There are a few things to notice in these temptations. One, Satan started by questioning truth. He uses the word “if” in verse 3, 6, and 9. Two, Satan knows the Word of God, and He quotes it, attempting to use it against his opponent. Three, in each temptation, Jesus answers with Scripture, saying, “It is written.” What can we learn from this? One, Satan will attempt to cause you to question Scripture, God, and any truth you know. Be careful not to be deceived. Two, you are no match for Satan. He knows the Bible better than you do. He’s not afraid of you. Be humble and submitted to Christ. Three, the Word of God contains the power and the authority of God Himself. Know it, and use it. 


TEMPTATION #1: Command stones to become bread

Jesus had been fasting for forty days. Not only was He hungry, but physically, he was very weak. Satan, knowing this, tempts Jesus to make bread out of stone. It was possible. Jesus could have made bread from stone. His questioning was, “IF you are the Son of God, questioning His identity.” 


JESUS’ ANSWER: Jesus refuses to turn the stone into bread, quoting Deuteronomy 8:3, stating his dependent relationship on God, submitted and obedient to God’s Word. The Greek word for “word” quoted from Deuteronomy 8:3 is rhema, which refers to the spoken words of God. Food sustains life; we rely on it for our body to function. In a similar way, God’s Word is what sustains our spiritual life; we rely on God and His Word in a surrender position to His love and authority (see John 6). 


TEMPTATION #2: Throw yourself down

Satan took Jesus to a high pinnacle of the temple in Jerusalem and said, “IF you are the Son of God, throw Yourself down” quoting Psalm 91:11, 12. 


JESUS’ ANSWER: We depend on God, not the other way around. Our position is the dependent one. God doesn’t have to do anything we say if it is said outside of a dependent relationship. God doesn’t have to do anything we want Him to do if it is done outside of our dependent relationship. Jesus knows better than to put God to a test – such disrespect for God’s authority. What Satan suggested was out of manipulation, not faith. Jesus quoted Deuteronomy 6:16, “It is written again, ‘You shall not tempt the Lord your God.’” 


TEMPTATION #3: Worship me in exchange for the world’s kingdoms

Satan and Jesus both were aware that the world system and God’s kingdom are in opposition to one another. One is run by Christ’s authority and our submission. God’s system is one of faith, depending on God in a humble surrender as our only source of life. The world’s system is run by pride and self-sufficiency. It is about control, manipulation, and rebellion.
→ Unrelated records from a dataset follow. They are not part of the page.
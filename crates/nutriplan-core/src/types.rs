//! Core types for nutriplan.
//!
//! Knowledge-base facts (`FoodItem`, `Ingredient`, `RecipeTemplate`) use
//! snake_case field names, matching the YAML data files. Engine outputs
//! (`DayPlan`, `Recipe`, `EngineStats`) serialize in camelCase for API
//! consumers.

use chrono::{DateTime, Utc};
use serde::{Deserialize, Serialize};
use std::collections::{BTreeMap, BTreeSet};
use std::fmt;
use std::str::FromStr;
use thiserror::Error;

/// Error returned when a string does not name a known enum variant.
#[derive(Error, Debug, Clone, PartialEq, Eq)]
#[error("Unknown {kind}: '{value}'")]
pub struct ParseEnumError {
    pub kind: &'static str,
    pub value: String,
}

impl ParseEnumError {
    fn new(kind: &'static str, value: &str) -> Self {
        Self {
            kind,
            value: value.to_string(),
        }
    }
}

/// The meal a food item or recipe is meant for.
#[derive(Debug, Clone, Copy, PartialEq, Eq, Hash, PartialOrd, Ord, Serialize, Deserialize)]
#[serde(rename_all = "snake_case")]
pub enum MealSlot {
    Breakfast,
    Lunch,
    Dinner,
    Snack,
}

impl MealSlot {
    /// The slots a day plan is made of, in serving order.
    pub const PLAN_SLOTS: [MealSlot; 3] = [MealSlot::Breakfast, MealSlot::Lunch, MealSlot::Dinner];

    pub const ALL: [MealSlot; 4] = [
        MealSlot::Breakfast,
        MealSlot::Lunch,
        MealSlot::Dinner,
        MealSlot::Snack,
    ];

    pub fn as_str(&self) -> &'static str {
        match self {
            MealSlot::Breakfast => "breakfast",
            MealSlot::Lunch => "lunch",
            MealSlot::Dinner => "dinner",
            MealSlot::Snack => "snack",
        }
    }
}

impl fmt::Display for MealSlot {
    fn fmt(&self, f: &mut fmt::Formatter<'_>) -> fmt::Result {
        f.write_str(self.as_str())
    }
}

impl FromStr for MealSlot {
    type Err = ParseEnumError;

    /// Accepts the English names and the Spanish names used by the
    /// mobile client (`desayuno`, `almuerzo`, `cena`).
    fn from_str(s: &str) -> Result<Self, Self::Err> {
        match s.trim().to_lowercase().as_str() {
            "breakfast" | "desayuno" => Ok(MealSlot::Breakfast),
            "lunch" | "almuerzo" => Ok(MealSlot::Lunch),
            "dinner" | "cena" => Ok(MealSlot::Dinner),
            "snack" => Ok(MealSlot::Snack),
            _ => Err(ParseEnumError::new("meal slot", s)),
        }
    }
}

/// How demanding a recipe is to prepare.
#[derive(Debug, Clone, Copy, PartialEq, Eq, Hash, PartialOrd, Ord, Serialize, Deserialize)]
#[serde(rename_all = "snake_case")]
pub enum Difficulty {
    Easy,
    Medium,
    Hard,
}

impl Difficulty {
    pub const ALL: [Difficulty; 3] = [Difficulty::Easy, Difficulty::Medium, Difficulty::Hard];

    pub fn as_str(&self) -> &'static str {
        match self {
            Difficulty::Easy => "easy",
            Difficulty::Medium => "medium",
            Difficulty::Hard => "hard",
        }
    }
}

impl fmt::Display for Difficulty {
    fn fmt(&self, f: &mut fmt::Formatter<'_>) -> fmt::Result {
        f.write_str(self.as_str())
    }
}

impl FromStr for Difficulty {
    type Err = ParseEnumError;

    fn from_str(s: &str) -> Result<Self, Self::Err> {
        match s.trim().to_lowercase().as_str() {
            "easy" | "fácil" | "facil" => Ok(Difficulty::Easy),
            "medium" | "intermedio" => Ok(Difficulty::Medium),
            "hard" | "avanzado" => Ok(Difficulty::Hard),
            _ => Err(ParseEnumError::new("difficulty", s)),
        }
    }
}

/// Broad grouping of ingredients, used for same-category substitution.
#[derive(Debug, Clone, Copy, PartialEq, Eq, Hash, Serialize, Deserialize)]
#[serde(rename_all = "snake_case")]
pub enum IngredientCategory {
    Protein,
    Carb,
    Vegetable,
    Fat,
    Condiment,
    Dairy,
}

impl IngredientCategory {
    pub fn as_str(&self) -> &'static str {
        match self {
            IngredientCategory::Protein => "protein",
            IngredientCategory::Carb => "carb",
            IngredientCategory::Vegetable => "vegetable",
            IngredientCategory::Fat => "fat",
            IngredientCategory::Condiment => "condiment",
            IngredientCategory::Dairy => "dairy",
        }
    }
}

impl FromStr for IngredientCategory {
    type Err = ParseEnumError;

    /// Accepts the English names and the Spanish ones used in recipe data
    /// (`proteina`, `lacteo`, ...), with or without accents.
    fn from_str(s: &str) -> Result<Self, Self::Err> {
        match s.trim().to_lowercase().as_str() {
            "protein" | "proteina" | "proteína" => Ok(IngredientCategory::Protein),
            "carb" | "carbohidrato" => Ok(IngredientCategory::Carb),
            "vegetable" | "verdura" | "vegetal" => Ok(IngredientCategory::Vegetable),
            "fat" | "grasa" => Ok(IngredientCategory::Fat),
            "condiment" | "condimento" => Ok(IngredientCategory::Condiment),
            "dairy" | "lacteo" | "lácteo" => Ok(IngredientCategory::Dairy),
            _ => Err(ParseEnumError::new("ingredient category", s)),
        }
    }
}

impl fmt::Display for IngredientCategory {
    fn fmt(&self, f: &mut fmt::Formatter<'_>) -> fmt::Result {
        f.write_str(self.as_str())
    }
}

/// Which filtering pass admitted a selected food item.
#[derive(Debug, Clone, Copy, PartialEq, Eq, Serialize, Deserialize)]
#[serde(rename_all = "snake_case")]
pub enum AttemptTier {
    /// All predicates at the strict calorie tolerance.
    Strict,
    /// Macro balance dropped and the calorie tolerance widened.
    Relaxed,
}

/// A user's weight goal, used to derive the daily calorie target.
#[derive(Debug, Clone, Copy, PartialEq, Eq, Serialize, Deserialize)]
#[serde(rename_all = "snake_case")]
pub enum Goal {
    Lose,
    Maintain,
    Gain,
}

impl FromStr for Goal {
    type Err = ParseEnumError;

    fn from_str(s: &str) -> Result<Self, Self::Err> {
        match s.trim().to_lowercase().as_str() {
            "lose" => Ok(Goal::Lose),
            "maintain" => Ok(Goal::Maintain),
            "gain" => Ok(Goal::Gain),
            _ => Err(ParseEnumError::new("goal", s)),
        }
    }
}

/// A dish that can fill a plan slot.
#[derive(Debug, Clone, Serialize, Deserialize, PartialEq)]
pub struct FoodItem {
    /// Unique key (e.g., "avena_frutas_nueces")
    pub name: String,

    /// Human-readable name shown in plans
    #[serde(default)]
    pub description: String,

    pub meal_slot: MealSlot,

    /// kcal
    pub calories: f64,

    /// Grams of protein
    pub protein: f64,

    /// Grams of carbohydrate
    pub carbs: f64,

    /// Grams of fat
    pub fat: f64,

    /// Lowercase ingredient names, first tag is the main ingredient
    #[serde(default)]
    pub ingredient_tags: Vec<String>,
}

impl FoodItem {
    /// The description when present, the key otherwise.
    pub fn display_name(&self) -> &str {
        if self.description.trim().is_empty() {
            &self.name
        } else {
            &self.description
        }
    }
}

/// A recipe ingredient with its nutrition for the quantity given.
#[derive(Debug, Clone, Serialize, Deserialize, PartialEq)]
pub struct Ingredient {
    pub name: String,

    /// Free-form amount (e.g., "150g", "2 cucharadas")
    pub quantity_label: String,

    pub calories: f64,
    pub protein: f64,
    pub carbs: f64,
    pub fat: f64,

    #[serde(default)]
    pub fiber: f64,

    pub category: IngredientCategory,

    /// Catalog keys of acceptable replacements, in preference order
    #[serde(default)]
    pub alternatives: Vec<String>,
}

/// An ingredient catalog entry: a lookup key plus the ingredient itself.
#[derive(Debug, Clone, Serialize, Deserialize, PartialEq)]
pub struct CatalogEntry {
    pub key: String,

    #[serde(flatten)]
    pub ingredient: Ingredient,
}

/// A single ingredient swap.
#[derive(Debug, Clone, Serialize, Deserialize, PartialEq, Eq)]
pub struct Substitution {
    pub original: String,
    pub replacement: String,
}

/// A named, optional set of swaps suggested alongside a recipe.
#[derive(Debug, Clone, Serialize, Deserialize, PartialEq, Eq)]
pub struct Variation {
    pub name: String,

    #[serde(default)]
    pub changes: Vec<Substitution>,
}

/// A fixed recipe from the knowledge base.
#[derive(Debug, Clone, Serialize, Deserialize, PartialEq)]
pub struct RecipeTemplate {
    pub id: String,
    pub name: String,

    #[serde(default)]
    pub description: String,

    pub meal_slot: MealSlot,
    pub difficulty: Difficulty,

    #[serde(default)]
    pub prep_time: String,

    pub ingredients: Vec<Ingredient>,
    pub steps: Vec<String>,

    #[serde(default)]
    pub tags: Vec<String>,

    #[serde(default)]
    pub tips: String,

    #[serde(default)]
    pub variations: Vec<Variation>,
}

/// What a user cannot or will not eat.
///
/// Allergies and unwanted foods filter identically. Preferences are carried
/// for callers but never filter.
#[derive(Debug, Clone, Default, Serialize, Deserialize, PartialEq, Eq)]
#[serde(rename_all = "camelCase", default)]
pub struct RestrictionSet {
    pub allergies: BTreeSet<String>,
    pub unwanted_foods: BTreeSet<String>,
    pub preferences: BTreeSet<String>,
}

impl RestrictionSet {
    pub fn new() -> Self {
        Self::default()
    }

    pub fn with_allergy(mut self, term: impl Into<String>) -> Self {
        self.allergies.insert(term.into());
        self
    }

    pub fn with_unwanted(mut self, term: impl Into<String>) -> Self {
        self.unwanted_foods.insert(term.into());
        self
    }

    pub fn with_preference(mut self, term: impl Into<String>) -> Self {
        self.preferences.insert(term.into());
        self
    }

    /// Allergies and unwanted foods, trimmed and lowercased.
    ///
    /// Blank entries are dropped: an empty term would otherwise match
    /// every ingredient by substring.
    pub fn active_terms(&self) -> Vec<String> {
        self.allergies
            .iter()
            .chain(self.unwanted_foods.iter())
            .map(|t| t.trim().to_lowercase())
            .filter(|t| !t.is_empty())
            .collect::<BTreeSet<_>>()
            .into_iter()
            .collect()
    }

    /// True if nothing is filtered out.
    pub fn is_unrestricted(&self) -> bool {
        self.active_terms().is_empty()
    }
}

/// A food item chosen for a plan slot.
#[derive(Debug, Clone, Serialize, Deserialize, PartialEq)]
#[serde(rename_all = "camelCase")]
pub struct ResolvedMeal {
    /// Fresh identifier, `<food>-<uuid>`
    pub id: String,

    /// Display name
    pub name: String,

    /// Key of the food item this meal was resolved from
    pub food: String,

    pub slot: MealSlot,
    pub calories: f64,
    pub protein: f64,
    pub carbs: f64,
    pub fat: f64,
    pub ingredients: Vec<String>,
    pub tier: AttemptTier,
}

/// One day of a meal plan.
#[derive(Debug, Clone, Serialize, Deserialize, PartialEq)]
#[serde(rename_all = "camelCase")]
pub struct DayPlan {
    /// 1-based day index
    pub day: u32,
    pub breakfast: ResolvedMeal,
    pub lunch: ResolvedMeal,
    pub dinner: ResolvedMeal,

    /// No meal repeated within the day
    pub variety_ok: bool,

    /// Enough distinct main ingredients within the day
    pub diversity_ok: bool,
}

impl DayPlan {
    pub fn meals(&self) -> [&ResolvedMeal; 3] {
        [&self.breakfast, &self.lunch, &self.dinner]
    }

    pub fn total_calories(&self) -> f64 {
        self.meals().iter().map(|m| m.calories).sum()
    }
}

/// A complete multi-day plan.
#[derive(Debug, Clone, Serialize, Deserialize, PartialEq)]
#[serde(rename_all = "camelCase")]
pub struct MealPlan {
    pub generated_at: DateTime<Utc>,
    pub daily_calorie_target: f64,
    pub days: Vec<DayPlan>,
}

/// Per-serving nutrition of a generated recipe.
#[derive(Debug, Clone, Serialize, Deserialize, PartialEq, Eq)]
pub struct NutritionFacts {
    pub calories: i64,
    pub protein: String,
    pub carbs: String,
    pub fat: String,
    pub fiber: String,
}

/// An ingredient line as presented in a generated recipe.
#[derive(Debug, Clone, Serialize, Deserialize, PartialEq, Eq)]
pub struct RecipeIngredient {
    pub name: String,
    pub quantity: String,
}

/// A recipe generated for a request, adapted to its restrictions.
#[derive(Debug, Clone, Serialize, Deserialize, PartialEq)]
#[serde(rename_all = "camelCase")]
pub struct Recipe {
    pub id: String,
    pub template_id: String,
    pub name: String,
    pub description: String,
    pub slot: MealSlot,
    pub prep_time: String,
    pub difficulty: Difficulty,
    pub servings: u32,
    pub ingredients: Vec<RecipeIngredient>,
    pub steps: Vec<String>,
    pub nutrition: NutritionFacts,
    pub tags: Vec<String>,
    pub tips: String,
    pub variations: Vec<Variation>,

    /// Swaps applied to fit the request's restrictions
    pub substitutions: Vec<Substitution>,
}

/// One day of a weekly recipe plan.
#[derive(Debug, Clone, Serialize, Deserialize, PartialEq)]
pub struct WeeklyRecipeDay {
    /// Day name (e.g., "Monday")
    pub day: String,
    pub breakfast: Recipe,
    pub lunch: Recipe,
    pub dinner: Recipe,
}

/// Counts describing a knowledge base.
#[derive(Debug, Clone, Serialize, Deserialize, PartialEq, Eq)]
#[serde(rename_all = "camelCase")]
pub struct EngineStats {
    pub total_recipes: usize,
    pub by_type: BTreeMap<String, usize>,
    pub by_difficulty: BTreeMap<String, usize>,
    pub total_ingredients: usize,
    pub total_foods: usize,
    pub foods_by_slot: BTreeMap<String, usize>,
}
I believe that Jesus knew He would one day defeat all nations and rule over all kingdoms as the promised Messiah, or King. Satan was offering to give that up early, tempting Jesus to take His reign sooner, without going to the cross, without a new covenant, without eternal salvation made available to all people. 


JESUS’ ANSWER: Jesus quoted Deuteronomy 6:13, saying, “It is written, ‘You shall worship the Lord your God, and Him only you shall serve.’” I’m not sure what could have been a bigger temptation to the Christ than to offer Him a “get out of the cross” card, but Jesus refused to take any offer that was acquired by sin, or acquired by acting outside of dependency and worship to God’s authority. He remained our spotless Lamb. 


If you ever wonder why submission to an earthly authority is important, know that the entire Bible is based on our choice to humble ourselves and surrender to authority. If we can’t do this with a human being, then how can we say we would do this for God? I look at my own personal history, as well as watching decisions other people make, and I see pivotal moments, crossroads, where we are given a choice to submit and remain faithful or turn away and pursue our own path. The decision to humble myself at a crossroads has often granted me entrance into the next season of ministry. 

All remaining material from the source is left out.